Les biens meubles se composent d'objets d'un nombre indéfini et d'une valeur inappréciable, tels que les bibliothèques royales, les archives nationales, les objets de l'imprimerie royale, les collections d'objets d'arts et de sciences formées et entretenues par l'État; tous les objets précieux, diamans, pierreries, statues, musées, tableaux, etc., compris dans la dotation mobilière de la couronne, et inventoriés en vertu de la loi du 2 mars 1832; mais les monumens et les objets d'arts placés, depuis cette loi, dans les maisons royales, soit aux frais de l'État, soit aux frais du roi, sont déclarés propriétés de la couronne [7]. Dans les biens meubles, il faut comprendre encore le mobilier et le matériel des ministères et des administrations publiques, les matières premières ou fabriquées destinées aux services publics, à la marine, aux finances, à la guerre, et enfin les armes et objets confiés à la garde nationale.

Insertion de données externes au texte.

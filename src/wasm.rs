//! WASM bindings for Stochastic Core.
//!
//! This module provides JavaScript-friendly bindings so a browser front-end
//! can call the engine directly on every input change. Matrices cross the
//! boundary as flat row-major `Float64Array`s together with their size.
//!
//! ## Usage (JavaScript)
//!
//! ```javascript
//! import init, { queue_mm1, markov_absorbing } from 'stochastic_core';
//!
//! await init();
//!
//! const m = queue_mm1(5, 8);
//! console.log(m.utilization, m.mean_in_system);
//!
//! const P = new Float64Array([0.5, 0.2, 0.3, 0.3, 0.4, 0.3, 0, 0, 1]);
//! const result = markov_absorbing(P, 3, new Uint32Array([2]), new Float64Array([100, 50, 0]));
//! console.log(result.absorption);
//! ```

use wasm_bindgen::prelude::*;

use crate::error::EngineError;
use crate::markov::{
    analyze_absorbing, evolve_vector, AbsorbingPartition, ChainConfig, MatrixPowers, StateVector,
    TransitionMatrix,
};
use crate::matrix::Matrix;
use crate::queue::{self, QueueMetrics, QueueModel, QueueParameters};

/// Initialize panic hook for better error messages in browser console.
#[wasm_bindgen(start)]
pub fn init_panic_hook() {
    console_error_panic_hook::set_once();
}

fn to_js(e: EngineError) -> JsValue {
    JsValue::from_str(&format!("{}: {e}", e.kind()))
}

fn transition(flat: &[f64], num_states: usize) -> Result<TransitionMatrix, JsValue> {
    Matrix::from_row_major(num_states, num_states, flat.to_vec())
        .and_then(TransitionMatrix::new)
        .map_err(to_js)
}

/// Steady-state queue metrics.
#[wasm_bindgen]
#[derive(Debug, Clone, Copy)]
pub struct WasmQueueMetrics {
    metrics: QueueMetrics,
}

#[wasm_bindgen]
impl WasmQueueMetrics {
    #[wasm_bindgen(getter)]
    pub fn utilization(&self) -> f64 {
        self.metrics.utilization
    }

    #[wasm_bindgen(getter)]
    pub fn mean_in_system(&self) -> f64 {
        self.metrics.mean_in_system
    }

    #[wasm_bindgen(getter)]
    pub fn mean_in_queue(&self) -> f64 {
        self.metrics.mean_in_queue
    }

    #[wasm_bindgen(getter)]
    pub fn mean_time_in_system(&self) -> f64 {
        self.metrics.mean_time_in_system
    }

    #[wasm_bindgen(getter)]
    pub fn mean_time_in_queue(&self) -> f64 {
        self.metrics.mean_time_in_queue
    }

    #[wasm_bindgen(getter)]
    pub fn idle_probability(&self) -> f64 {
        self.metrics.idle_probability
    }

    #[wasm_bindgen(getter)]
    pub fn effective_arrival_rate(&self) -> f64 {
        self.metrics.effective_arrival_rate
    }

    /// Service capacity `c·μ`.
    #[wasm_bindgen(getter)]
    pub fn max_throughput(&self) -> f64 {
        self.metrics.max_throughput
    }

    /// Blocking probability, or `undefined` for unbounded queues.
    #[wasm_bindgen(getter)]
    pub fn blocking_probability(&self) -> Option<f64> {
        self.metrics.blocking_probability
    }
}

fn queue_metrics(model: QueueModel, lambda: f64, mu: f64) -> Result<WasmQueueMetrics, JsValue> {
    let params = QueueParameters::new(lambda, mu).map_err(to_js)?;
    let metrics = queue::evaluate(model, &params).map_err(to_js)?;
    Ok(WasmQueueMetrics { metrics })
}

/// Evaluate an M/M/1 queue.
#[wasm_bindgen]
pub fn queue_mm1(lambda: f64, mu: f64) -> Result<WasmQueueMetrics, JsValue> {
    queue_metrics(QueueModel::Mm1, lambda, mu)
}

/// Evaluate an M/M/c queue.
#[wasm_bindgen]
pub fn queue_mmc(lambda: f64, mu: f64, servers: u32) -> Result<WasmQueueMetrics, JsValue> {
    queue_metrics(QueueModel::Mmc { servers }, lambda, mu)
}

/// Evaluate an M/M/c/K queue.
#[wasm_bindgen]
pub fn queue_mmck(
    lambda: f64,
    mu: f64,
    servers: u32,
    capacity: u32,
) -> Result<WasmQueueMetrics, JsValue> {
    queue_metrics(QueueModel::Mmck { servers, capacity }, lambda, mu)
}

/// Multi-step transition matrices, concatenated: `periods + 1` blocks of
/// `num_states * num_states` values.
#[wasm_bindgen]
pub fn markov_powers(flat: &[f64], num_states: usize, periods: usize) -> Result<Vec<f64>, JsValue> {
    let p = transition(flat, num_states)?;
    let powers = MatrixPowers::new(&p, periods, &ChainConfig::default()).map_err(to_js)?;
    Ok(powers
        .iter()
        .flat_map(|m| m.as_slice().to_vec())
        .collect())
}

/// State vectors for periods `0..=periods`, concatenated.
#[wasm_bindgen]
pub fn markov_evolve(
    flat: &[f64],
    num_states: usize,
    initial: &[f64],
    periods: usize,
) -> Result<Vec<f64>, JsValue> {
    let p = transition(flat, num_states)?;
    let v0 = StateVector::new(initial.to_vec()).map_err(to_js)?;
    let history = evolve_vector(&v0, &p, periods, &ChainConfig::default()).map_err(to_js)?;
    Ok(history.into_iter().flat_map(StateVector::into_inner).collect())
}

/// Absorbing-chain analysis result.
#[wasm_bindgen]
pub struct WasmAbsorbing {
    transient: Vec<u32>,
    absorbing: Vec<u32>,
    fundamental: Vec<f64>,
    absorption_probabilities: Vec<f64>,
    absorption: Option<Vec<f64>>,
}

#[wasm_bindgen]
impl WasmAbsorbing {
    #[wasm_bindgen(getter)]
    pub fn transient(&self) -> Vec<u32> {
        self.transient.clone()
    }

    #[wasm_bindgen(getter)]
    pub fn absorbing(&self) -> Vec<u32> {
        self.absorbing.clone()
    }

    /// `N`, row-major, transient x transient.
    #[wasm_bindgen(getter)]
    pub fn fundamental(&self) -> Vec<f64> {
        self.fundamental.clone()
    }

    /// `B`, row-major, transient x absorbing.
    #[wasm_bindgen(getter)]
    pub fn absorption_probabilities(&self) -> Vec<f64> {
        self.absorption_probabilities.clone()
    }

    /// Absorbed population per absorbing state, or `undefined`.
    #[wasm_bindgen(getter)]
    pub fn absorption(&self) -> Option<Vec<f64>> {
        self.absorption.clone()
    }
}

/// Analyse an absorbing chain. Pass an empty `initial_values` array to skip
/// the absorption vector.
#[wasm_bindgen]
pub fn markov_absorbing(
    flat: &[f64],
    num_states: usize,
    absorbing_states: &[u32],
    initial_values: &[f64],
) -> Result<WasmAbsorbing, JsValue> {
    let absorbing: Vec<usize> = absorbing_states.iter().map(|&s| s as usize).collect();
    let partition = AbsorbingPartition::new(num_states, &absorbing).map_err(to_js)?;
    let p = transition(flat, num_states)?;
    let values = (!initial_values.is_empty()).then_some(initial_values);
    let analysis =
        analyze_absorbing(&p, &partition, values, &ChainConfig::default()).map_err(to_js)?;

    let as_u32 = |states: &[usize]| -> Vec<u32> { states.iter().map(|&s| s as u32).collect() };
    Ok(WasmAbsorbing {
        transient: as_u32(partition.transient()),
        absorbing: as_u32(partition.absorbing()),
        fundamental: analysis.fundamental().as_slice().to_vec(),
        absorption_probabilities: analysis.absorption_probabilities().as_slice().to_vec(),
        absorption: analysis.absorption().map(<[f64]>::to_vec),
    })
}

/// Get the library version.
#[wasm_bindgen]
pub fn version() -> String {
    env!("CARGO_PKG_VERSION").to_string()
}

#[cfg(test)]
mod tests {
    use super::*;

    #[test]
    fn test_queue_metrics_getters() {
        let m = queue_mmc(10.0, 4.0, 3).unwrap();
        assert!((m.max_throughput() - 12.0).abs() < 1e-12);
        assert!((m.idle_probability() - 1.0 / 22.25).abs() < 1e-9);
        assert_eq!(m.blocking_probability(), None);

        let k = queue_mmck(4.0, 3.0, 2, 6).unwrap();
        assert!((k.max_throughput() - 6.0).abs() < 1e-12);
        assert!(k.blocking_probability().is_some());
    }
}
//! Summary of a state-vector evolution.

use super::StateVector;

/// Change (in percentage points) beyond which a state counts as moving.
pub const TREND_THRESHOLD_POINTS: f64 = 0.5;

/// Final probability above which the leading state is called dominant.
pub const DOMINANT_PROBABILITY: f64 = 0.6;

/// Direction of a state's probability between the first and last period.
#[derive(Debug, Clone, Copy, PartialEq, Eq)]
pub enum Trend {
    Increased,
    Decreased,
    Stable,
}

/// How the final distribution is spread over the states.
#[derive(Debug, Clone, Copy, PartialEq, Eq)]
pub enum Concentration {
    /// One state holds more than 60% of the probability.
    Dominant,
    /// No state exceeds 40% and more than two states exceed 20%.
    Spread,
    /// Anything in between.
    Mixed,
}

/// First-versus-last comparison for a single state.
#[derive(Debug, Clone, Copy, PartialEq)]
pub struct StateChange {
    pub state: usize,
    pub initial: f64,
    pub last: f64,
}

impl StateChange {
    /// Change in percentage points.
    pub fn change_points(&self) -> f64 {
        (self.last - self.initial) * 100.0
    }

    pub fn trend(&self) -> Trend {
        let delta = self.change_points();
        if delta > TREND_THRESHOLD_POINTS {
            Trend::Increased
        } else if delta < -TREND_THRESHOLD_POINTS {
            Trend::Decreased
        } else {
            Trend::Stable
        }
    }
}

/// Interpretation of `[v0, ..., vT]`.
#[derive(Debug, Clone, PartialEq)]
pub struct EvolutionSummary {
    changes: Vec<StateChange>,
    dominant_state: usize,
    least_likely_state: usize,
    concentration: Concentration,
}

impl EvolutionSummary {
    /// Summarise an evolution history. Returns `None` for an empty history.
    pub fn from_history(history: &[StateVector]) -> Option<Self> {
        let first = history.first()?;
        let last = history.last()?;

        let changes: Vec<StateChange> = first
            .probs()
            .iter()
            .zip(last.probs())
            .enumerate()
            .map(|(state, (&initial, &end))| StateChange {
                state,
                initial,
                last: end,
            })
            .collect();

        let final_probs = last.probs();
        // Ties resolve to the lowest state index
        let mut dominant_state = 0;
        let mut least_likely_state = 0;
        for (i, &p) in final_probs.iter().enumerate() {
            if p > final_probs[dominant_state] {
                dominant_state = i;
            }
            if p < final_probs[least_likely_state] {
                least_likely_state = i;
            }
        }

        let max = final_probs[dominant_state];
        let concentration = if max > DOMINANT_PROBABILITY {
            Concentration::Dominant
        } else if max < 0.4 && final_probs.iter().filter(|&&p| p > 0.2).count() > 2 {
            Concentration::Spread
        } else {
            Concentration::Mixed
        };

        Some(Self {
            changes,
            dominant_state,
            least_likely_state,
            concentration,
        })
    }

    /// Per-state changes, in state order.
    pub fn changes(&self) -> &[StateChange] {
        &self.changes
    }

    /// State with the highest final probability.
    pub fn dominant_state(&self) -> usize {
        self.dominant_state
    }

    /// State with the lowest final probability.
    pub fn least_likely_state(&self) -> usize {
        self.least_likely_state
    }

    pub fn concentration(&self) -> Concentration {
        self.concentration
    }
}
pub mod model;
pub mod ports;

pub use model::{CellValue, PortKind, PortOrdering, PrefixSystem, TickLabel};
pub use ports::Scale;
use tracing_subscriber::{layer::SubscriberExt, util::SubscriberInitExt, EnvFilter};

pub fn init_cli_logger(verbose: bool) {
    let filter = if verbose {
        EnvFilter::try_from_default_env()
            .unwrap_or_else(|_| EnvFilter::new("pycroft_display=debug,info"))
    } else {
        EnvFilter::try_from_default_env()
            .unwrap_or_else(|_| EnvFilter::new("pycroft_display=info"))
    };

    // stdout 保留給輸出結果
    tracing_subscriber::registry()
        .with(filter)
        .with(
            tracing_subscriber::fmt::layer()
                .with_writer(std::io::stderr)
                .with_target(false)
                .with_thread_ids(false)
                .with_file(false)
                .with_line_number(false)
                .compact(),
        )
        .init();
}

pub fn init_json_logger() {
    let filter = EnvFilter::try_from_default_env()
        .unwrap_or_else(|_| EnvFilter::new("pycroft_display=info"));

    tracing_subscriber::registry()
        .with(filter)
        .with(
            tracing_subscriber::fmt::layer()
                .with_writer(std::io::stderr)
                .with_target(false)
                .with_thread_ids(false)
                .with_file(false)
                .with_line_number(false)
                .json(),
        )
        .init();
}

Ces élémens d la fortune publique dans un État comme la France sont d'une importance incalculable: aussi n'a-t-on pas essayé de donner la statistique de la richesse mobilière de l'État, Les biens immeubles se composent :

1o Des immeubles et forêts provenant de l'ancien domaine et du clergé, qui n'ont pas été compris dans la dotation immobilière de la couronne par la loi du 2 mars 1832;

2o Des biens provenant du domaine extraordinaire créé sous l'empire par le sénatus-consulte du 30 janvier 1810, et réuni au domaine de l'État par la loi du 15 mai 1818 (c'est ce sénatus-consulte qui avait ressuscité des inféodations transmissibles de mâle en mâle, et reversibles, en cas d'extinction de la race masculine);

3o Des biens provenant de la dotation de l'ancien sénat et des sénatoreries, réunis au domaine par la loi du 28 mai 1829 [art. 7];

4o Des édifices et biens immeubles affectés au service des ministères et administrations générales;

5o Des biens qui ont cessé de faire partie du domaine public sans passer dans la propriété privée par titre ou prescription;

6o Des îles et atterrissemens qui se sont formés dans les fleuves et rivières navigables;

7o Des biens qui ont été recueillis par l'État comme vacans et sans maître [539-713], et de ceux advenus par droit de deshérence [723-768];

8o Des biens donnés ou légués à l'État purement et simplement, ou sous certaines charges et conditions.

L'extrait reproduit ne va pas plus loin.